Ditulis oleh Dadan Ramdan. Direktur Eksekutif WALHI Jawa Barat Periode 2011-2015.
No Kontak 082116759688    

Minggu, 18 September 2011

Memperkuat Praksis Perjuangan Kolektif WALHI Jawa Barat : Menyuburkan Gerakan Progresif Lingkungan Hidup di Tatar Pasundan[1] Oleh Dadan Ramdan[2]

Memperkuat Praksis Perjuangan  Kolektif WALHI Jawa Barat :
 Menyuburkan Gerakan Progresif Lingkungan Hidup di Tatar Pasundan[1]
Oleh Dadan Ramdan[2]
Salam Adil dan Lestari...!
Kemenangan  kecil dan besar
Gerakan Lingkungan di Jawa Barat
Tidaklah mudah dicapai dan digenggam
Tanpa praksis perjuangan kolektif

Kemenangan rakyat adalah kemenangan anggota
Kemenangan anggota adalah kemenangan walhi
Kemenangan walhi adalah kemenangan rakyat
Sejatinya kemenangan rakyat adalah wujud  keadilan sejati

Daratan dan lautan Tatar Pasundan Jawa Barat seluas 44.354,61 Km2 adalah hamparan bumi yang melahirkan sekitar 43 juta manusia, mereka tersebar di 17 Kabupaten dan 9 kota.

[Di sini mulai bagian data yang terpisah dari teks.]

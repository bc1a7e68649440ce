//! Tag resolver
//!
//! Resolves tag names against the store: an existing tag is reused, a
//! missing one is created, and no name ever produces two rows. Names are
//! trimmed before matching; the match itself is exact and case-sensitive.
//!
//! The resolver also replaces a news item's entire tag association set.
//! The deletions and whatever the caller stages afterwards ride the same
//! unit of work, so a single commit covers the full replacement.

use anyhow::Context;

use crate::db::UnitOfWork;
use crate::models::Tag;

use super::ServiceError;

/// Resolves tag names to tag entities within one unit of work.
pub struct TagResolver<'a> {
    uow: &'a UnitOfWork,
}

impl<'a> TagResolver<'a> {
    /// Create a resolver bound to the given unit of work.
    pub fn new(uow: &'a UnitOfWork) -> Self {
        Self { uow }
    }

    /// Resolve each name to a tag, creating tags that do not exist yet.
    ///
    /// Returns one tag per input name, in input order. A name that appears
    /// twice resolves to the same tag both times; the second pass finds the
    /// row the first pass created.
    ///
    /// # Errors
    ///
    /// - `Validation` if a name is empty after trimming
    pub async fn resolve_or_create(&self, names: &[String]) -> Result<Vec<Tag>, ServiceError> {
        let mut tags = Vec::with_capacity(names.len());

        for name in names {
            let trimmed = name.trim();
            if trimmed.is_empty() {
                return Err(ServiceError::Validation(
                    "Tag name cannot be empty".to_string(),
                ));
            }

            let tag = match self
                .uow
                .tags
                .get_by_name(trimmed)
                .await
                .context("Failed to look up tag by name")?
            {
                Some(existing) => existing,
                None => {
                    tracing::debug!(name = trimmed, "creating tag");
                    self.uow
                        .tags
                        .add(&Tag::new(trimmed.to_string()))
                        .await
                        .context("Failed to create tag")?
                }
            };
            tags.push(tag);
        }

        Ok(tags)
    }

    /// Replace the tag set of a news item.
    ///
    /// Deletes every existing association for the news id, then resolves the
    /// new name set and returns it. The replacement association rows are not
    /// created here: whoever saves the news aggregate persists join rows
    /// matching the returned tags.
    pub async fn replace_for_news(
        &self,
        news_id: i64,
        names: &[String],
    ) -> Result<Vec<Tag>, ServiceError> {
        let existing = self
            .uow
            .news_tags
            .get_by_news_id(news_id)
            .await
            .context("Failed to load news tag associations")?;

        for association in &existing {
            self.uow
                .news_tags
                .delete(association)
                .await
                .context("Failed to delete news tag association")?;
        }

        self.resolve_or_create(names).await
    }
}

#[cfg(test)]
mod tests {
    use chrono::Utc;

    use super::*;
    use crate::db::{create_test_pool, migrations, UnitOfWork};
    use crate::models::{Author, News, NewsTag, Rubric};

    async fn setup() -> sqlx::SqlitePool {
        let pool = create_test_pool().await.expect("Failed to create pool");
        migrations::run_migrations(&pool)
            .await
            .expect("Failed to run migrations");
        pool
    }

    fn names(list: &[&str]) -> Vec<String> {
        list.iter().map(|s| s.to_string()).collect()
    }

    #[tokio::test]
    async fn test_resolve_creates_missing_tags() {
        let pool = setup().await;
        let uow = UnitOfWork::begin(&pool).await.unwrap();
        let resolver = TagResolver::new(&uow);

        let tags = resolver
            .resolve_or_create(&names(&["politics", "economy"]))
            .await
            .unwrap();

        assert_eq!(tags.len(), 2);
        assert!(tags.iter().all(|t| t.id > 0));
        assert_eq!(tags[0].name, "politics");
        assert_eq!(tags[1].name, "economy");
    }

    #[tokio::test]
    async fn test_resolve_reuses_existing_tags() {
        let pool = setup().await;
        let uow = UnitOfWork::begin(&pool).await.unwrap();
        let resolver = TagResolver::new(&uow);

        let first = resolver.resolve_or_create(&names(&["shared"])).await.unwrap();
        let second = resolver
            .resolve_or_create(&names(&["shared", "fresh"]))
            .await
            .unwrap();

        assert_eq!(second[0].id, first[0].id);

        let all = uow.tags.get_all().await.unwrap();
        assert_eq!(all.len(), 2);
    }

    #[tokio::test]
    async fn test_resolve_deduplicates_within_one_call() {
        let pool = setup().await;
        let uow = UnitOfWork::begin(&pool).await.unwrap();
        let resolver = TagResolver::new(&uow);

        let tags = resolver
            .resolve_or_create(&names(&["twice", "twice"]))
            .await
            .unwrap();

        assert_eq!(tags.len(), 2);
        assert_eq!(tags[0].id, tags[1].id);

        let all = uow.tags.get_all().await.unwrap();
        assert_eq!(all.len(), 1);
    }

    #[tokio::test]
    async fn test_resolve_trims_names() {
        let pool = setup().await;
        let uow = UnitOfWork::begin(&pool).await.unwrap();
        let resolver = TagResolver::new(&uow);

        let tags = resolver
            .resolve_or_create(&names(&["  spaced  "]))
            .await
            .unwrap();
        assert_eq!(tags[0].name, "spaced");

        // A later resolution of the bare name reuses the trimmed row.
        let again = resolver.resolve_or_create(&names(&["spaced"])).await.unwrap();
        assert_eq!(again[0].id, tags[0].id);
    }

    #[tokio::test]
    async fn test_resolve_rejects_blank_name() {
        let pool = setup().await;
        let uow = UnitOfWork::begin(&pool).await.unwrap();
        let resolver = TagResolver::new(&uow);

        let result = resolver.resolve_or_create(&names(&["ok", "   "])).await;
        assert!(matches!(result, Err(ServiceError::Validation(_))));
    }

    #[tokio::test]
    async fn test_resolve_is_case_sensitive() {
        let pool = setup().await;
        let uow = UnitOfWork::begin(&pool).await.unwrap();
        let resolver = TagResolver::new(&uow);

        let lower = resolver.resolve_or_create(&names(&["rust"])).await.unwrap();
        let upper = resolver.resolve_or_create(&names(&["Rust"])).await.unwrap();

        assert_ne!(lower[0].id, upper[0].id);
    }

    #[tokio::test]
    async fn test_empty_name_list_resolves_to_empty() {
        let pool = setup().await;
        let uow = UnitOfWork::begin(&pool).await.unwrap();
        let resolver = TagResolver::new(&uow);

        let tags = resolver.resolve_or_create(&[]).await.unwrap();
        assert!(tags.is_empty());
    }

    async fn seed_news(uow: &UnitOfWork) -> i64 {
        let author = uow
            .authors
            .add(&Author::new(
                "Jane".to_string(),
                "jane@example.com".to_string(),
                "secret".to_string(),
            ))
            .await
            .unwrap();
        let rubric = uow.rubrics.add(&Rubric::new("World".to_string())).await.unwrap();
        let news = uow
            .news
            .add(&News {
                id: 0,
                title: "Title".to_string(),
                body: "Body".to_string(),
                date: Utc::now(),
                author_id: author.id,
                rubric_id: rubric.id,
            })
            .await
            .unwrap();
        news.id
    }

    #[tokio::test]
    async fn test_replace_for_news_swaps_associations() {
        let pool = setup().await;
        let uow = UnitOfWork::begin(&pool).await.unwrap();
        let resolver = TagResolver::new(&uow);
        let news_id = seed_news(&uow).await;

        // Start with {a, b} attached.
        let initial = resolver.resolve_or_create(&names(&["a", "b"])).await.unwrap();
        for tag in &initial {
            uow.news_tags
                .add(&NewsTag {
                    news_id,
                    tag_id: tag.id,
                })
                .await
                .unwrap();
        }

        // Replace with {b, c} and re-attach what the resolver returns.
        let replacement = resolver
            .replace_for_news(news_id, &names(&["b", "c"]))
            .await
            .unwrap();
        for tag in &replacement {
            uow.news_tags
                .add(&NewsTag {
                    news_id,
                    tag_id: tag.id,
                })
                .await
                .unwrap();
        }

        let joins = uow.news_tags.get_by_news_id(news_id).await.unwrap();
        assert_eq!(joins.len(), 2);

        let b = uow.tags.get_by_name("b").await.unwrap().unwrap();
        let c = uow.tags.get_by_name("c").await.unwrap().unwrap();
        let mut tag_ids: Vec<i64> = joins.iter().map(|j| j.tag_id).collect();
        tag_ids.sort_unstable();
        let mut expected = vec![b.id, c.id];
        expected.sort_unstable();
        assert_eq!(tag_ids, expected);

        // The old "a" tag row survives; only its association is gone.
        assert!(uow.tags.get_by_name("a").await.unwrap().is_some());
    }

    #[tokio::test]
    async fn test_replace_for_news_with_empty_list_clears_associations() {
        let pool = setup().await;
        let uow = UnitOfWork::begin(&pool).await.unwrap();
        let resolver = TagResolver::new(&uow);
        let news_id = seed_news(&uow).await;

        let initial = resolver.resolve_or_create(&names(&["a"])).await.unwrap();
        uow.news_tags
            .add(&NewsTag {
                news_id,
                tag_id: initial[0].id,
            })
            .await
            .unwrap();

        let replacement = resolver.replace_for_news(news_id, &[]).await.unwrap();
        assert!(replacement.is_empty());

        let joins = uow.news_tags.get_by_news_id(news_id).await.unwrap();
        assert!(joins.is_empty());
    }

    // Property: resolving the same name any number of times yields one row.
    mod properties {
        use super::*;
        use proptest::prelude::*;

        proptest! {
            #![proptest_config(ProptestConfig::with_cases(16))]

            #[test]
            fn property_resolution_never_duplicates(
                name in "[a-zA-Z][a-zA-Z0-9]{2,12}",
                calls in 2..6usize,
            ) {
                let rt = tokio::runtime::Runtime::new().unwrap();
                let result: Result<(), TestCaseError> = rt.block_on(async {
                    let pool = setup().await;
                    let uow = UnitOfWork::begin(&pool).await.unwrap();
                    let resolver = TagResolver::new(&uow);

                    let mut ids = Vec::new();
                    for _ in 0..calls {
                        let tags = resolver
                            .resolve_or_create(&[name.clone()])
                            .await
                            .expect("resolve_or_create should succeed");
                        ids.push(tags[0].id);
                    }

                    let first = ids[0];
                    for id in &ids {
                        prop_assert_eq!(*id, first);
                    }

                    let matching = uow
                        .tags
                        .get_all()
                        .await
                        .expect("get_all should succeed")
                        .into_iter()
                        .filter(|t| t.name == name)
                        .count();
                    prop_assert_eq!(matching, 1);

                    Ok(())
                });
                result?;
            }
        }
    }
}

Mereka tumbuh dan berkembang di sekitar 621 kecamatan  dan  mendiami di sekitar 5.900 tanah desa/kelurahan. Bumi Pasundan adalah propinsi dengan jumlah manusia terbanyak di Bumi Nusantara ini. Sejak dibentuk tahun 1950, kini usia Propinsi Jawa Barat telah menginjak 61 tahun, 31 tahun lebih tua dari usia Wahana Lingkungan Hidup (Walhi) Indonesia.
Bumi Pasundan Jawa Barat berada dalam posisi strategis dan secara sosio ekonomi, memiliki kekayaan sumber penghidupan yang melimpah. Pertanian, kehutanan, perkebunan, perikanan, peternakan, pertambangan, mineral, minyak dan gas, perdagangan, perindustriaan dan kekayaan lainnya. Tak heran jika Jawa Barat memiliki anggaran sekitar Rp 10 Trilyunan dan hampir rata-rata Rp 1,5 Trilyunan tiap tahunya anggaran yang dikelola tiap kabupaten/kota. Sejatinya, anggaran tersebut dikelola dan dibelanjakan sebesar-besarnya untuk kepentingan rakyat dan lingkungan. Di samping kekayaan alam sebagai sumber penghidupan, Tanah Pasundan, Jawa Barat memiliki kekayaan sosial, budaya dan tradisi adat istiadat kasundaan warisan para leluhur Tarumanegara dan Pajajaran yang bisa menjadi modal dan pranata sosial di masyarakat.
Di balik posisi geografis yang strategis dan kekayaan alam sebagai sumber penghidupan yang melimpah. Bumi Pasundan semakin lama, semakin menua, semakin menua semakin rentan terjangkit penyakit, hingga kini menjadi benar-benar sakit. Sakit ekonomi, sosial, politik, ekologis yang lahir dan terus menular sebagai dampak dari merasuknya strategi dan cara kerja pembangunan yang keluar dari “galur”  budaya, sistem nilai, dan tradisi arif kolektif masyarakat Jawa Barat yang telah lahir dan tumbuh sejak tatanan budaya Tarumanegara dan Pajajaran dulu. Pembangunan ala rezim penguasa dan pemodal telah melahirkan pertikaian, pertengkaran dan perkelahian antar rakyat, antar manusia, antar tetangga, antar saudara dan pertikaian rakyat dengan pemimpinnya.
Strategi dan kerja pembangunan yang keliru inilah menjadikan keselamatan rakyat Bumi Pasundan semakin terancam dan rentan, ketiadakadilan dan ketimpangan ekonomi yang semakin curam, distribusi kekayan alam tidak berimbang-hanya dimiliki segelintir orang, pemodal dan penguasa- serta anak-anak Pasundan yang sudah sejak lahir tersandera utang.
Di perdesaan, mayoritas petani yang tuna tanah-rata-rata kepemilihan lahan 02-0,3 ha/kk dan sekitar 80% tidak memiliki lahan garapan- modal petani yang terbatas, nelayan miskin yang selalu menjerit-jerit di pinggiran pantai, petani penggarap lahan hutan yang selalu disalahkan, pemuda desa tanpa pekerjaan. Di perkotaan, buruh pabrik yang tak sejahtera, miskin kota yang terus mengalir dari desa, perempuan dan ibu-ibu yang menangis dan merintih di halaman rumah yang sebentar lagi ambruk di tengah penggusuran yang terus menjadi-jadi.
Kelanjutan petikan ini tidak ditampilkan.